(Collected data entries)

//! Enumeration of all k-mers of a sequence.

use crate::error::{ErrorKind, Result};
use crate::implementation::kmer::KmerKey;
use crate::implementation::sequence::Sequence;
use crate::interface::{PackedSequence, MAX_KMER_LENGTH};
use std::iter::FusedIterator;

/// An iterator over the k-mers of a [Sequence], in order of their starting position.
///
/// Each k-mer is loaded directly from the packed words of the sequence.
/// The iterator is single-pass; to enumerate again, create a new one with [Sequence::kmers].
#[derive(Debug, Clone)]
pub struct KmerIterator<'a> {
    sequence: &'a Sequence,
    k: usize,
    state: KmerIteratorState,
}

#[derive(Debug, Clone, Copy, Eq, PartialEq)]
enum KmerIteratorState {
    Emitting { current: usize, total: usize },
    Done,
}

impl<'a> KmerIterator<'a> {
    /// Creates an iterator over the k-mers of the given sequence.
    /// Fails with `InvalidK` if `k` is not in `1..=32`.
    pub fn new(sequence: &'a Sequence, k: usize) -> Result<Self> {
        if k == 0 || k > MAX_KMER_LENGTH {
            return Err(ErrorKind::InvalidK(k).into());
        }

        let state = if sequence.len() < k {
            KmerIteratorState::Done
        } else {
            KmerIteratorState::Emitting {
                current: 0,
                total: sequence.len() - k + 1,
            }
        };
        Ok(Self { sequence, k, state })
    }

    /// Returns the length of the k-mers produced by this iterator.
    pub fn k(&self) -> usize {
        self.k
    }
}

impl<'a> Iterator for KmerIterator<'a> {
    type Item = KmerKey;

    fn next(&mut self) -> Option<Self::Item> {
        match self.state {
            KmerIteratorState::Emitting { current, total } => {
                let kmer = self.sequence[current..current + self.k]
                    .to_kmer()
                    .expect("k is at most the maximum kmer length");
                self.state = if current + 1 == total {
                    KmerIteratorState::Done
                } else {
                    KmerIteratorState::Emitting {
                        current: current + 1,
                        total,
                    }
                };
                Some(kmer)
            }
            KmerIteratorState::Done => None,
        }
    }

    fn size_hint(&self) -> (usize, Option<usize>) {
        let remaining = match self.state {
            KmerIteratorState::Emitting { current, total } => total - current,
            KmerIteratorState::Done => 0,
        };
        (remaining, Some(remaining))
    }
}

impl<'a> ExactSizeIterator for KmerIterator<'a> {}

impl<'a> FusedIterator for KmerIterator<'a> {}
//! Default config file content.

/// Generate the default TOML config content with comments.
pub(super) fn default_config_toml() -> &'static str {
    r##"# Personal Learning Tutor configuration
# Schema version 1
# Only override what you want to change -- missing fields use defaults.
# API keys are read from ANTHROPIC_API_KEY / OPENAI_API_KEY or --api-key,
# never from this file.

[provider]
# backend = "anthropic"    # anthropic, openai
# anthropic_model = "claude-3-5-sonnet-20241022"
# openai_model = "gpt-4o"
# anthropic_base_url = "https://api.anthropic.com/v1/messages"
# openai_base_url = "https://api.openai.com/v1/chat/completions"

[request]
# max_tokens = 2000        # 1-8192
# temperature = 0.7        # 0.0-2.0, OpenAI only
# timeout_secs = 120       # 5-600

[export]
# path = "session_log.txt"
# prompt_on_exit = true

[display]
# color = true
# full_transcript = false  # reprint the whole conversation after each reply

[logging]
# level = "WARN"           # TRACE, DEBUG, INFO, WARN, ERROR
"##
}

_Task brief_: Look back at the data above. Transcribe exactly the lines starting at the line that contains "by this iterator." and ending at the line that contains "# max_tokens = 2000".

_Solution for this problem_:
    /// Returns the length of the k-mers produced by this iterator.
    pub fn k(&self) -> usize {
        self.k
    }
}

impl<'a> Iterator for KmerIterator<'a> {
    type Item = KmerKey;

    fn next(&mut self) -> Option<Self::Item> {
        match self.state {
            KmerIteratorState::Emitting { current, total } => {
                let kmer = self.sequence[current..current + self.k]
                    .to_kmer()
                    .expect("k is at most the maximum kmer length");
                self.state = if current + 1 == total {
                    KmerIteratorState::Done
                } else {
                    KmerIteratorState::Emitting {
                        current: current + 1,
                        total,
                    }
                };
                Some(kmer)
            }
            KmerIteratorState::Done => None,
        }
    }

    fn size_hint(&self) -> (usize, Option<usize>) {
        let remaining = match self.state {
            KmerIteratorState::Emitting { current, total } => total - current,
            KmerIteratorState::Done => 0,
        };
        (remaining, Some(remaining))
    }
}

impl<'a> ExactSizeIterator for KmerIterator<'a> {}

impl<'a> FusedIterator for KmerIterator<'a> {}
//! Default config file content.

/// Generate the default TOML config content with comments.
pub(super) fn default_config_toml() -> &'static str {
    r##"# Personal Learning Tutor configuration
# Schema version 1
# Only override what you want to change -- missing fields use defaults.
# API keys are read from ANTHROPIC_API_KEY / OPENAI_API_KEY or --api-key,
# never from this file.

[provider]
# backend = "anthropic"    # anthropic, openai
# anthropic_model = "claude-3-5-sonnet-20241022"
# openai_model = "gpt-4o"
# anthropic_base_url = "https://api.anthropic.com/v1/messages"
# openai_base_url = "https://api.openai.com/v1/chat/completions"

[request]
# max_tokens = 2000        # 1-8192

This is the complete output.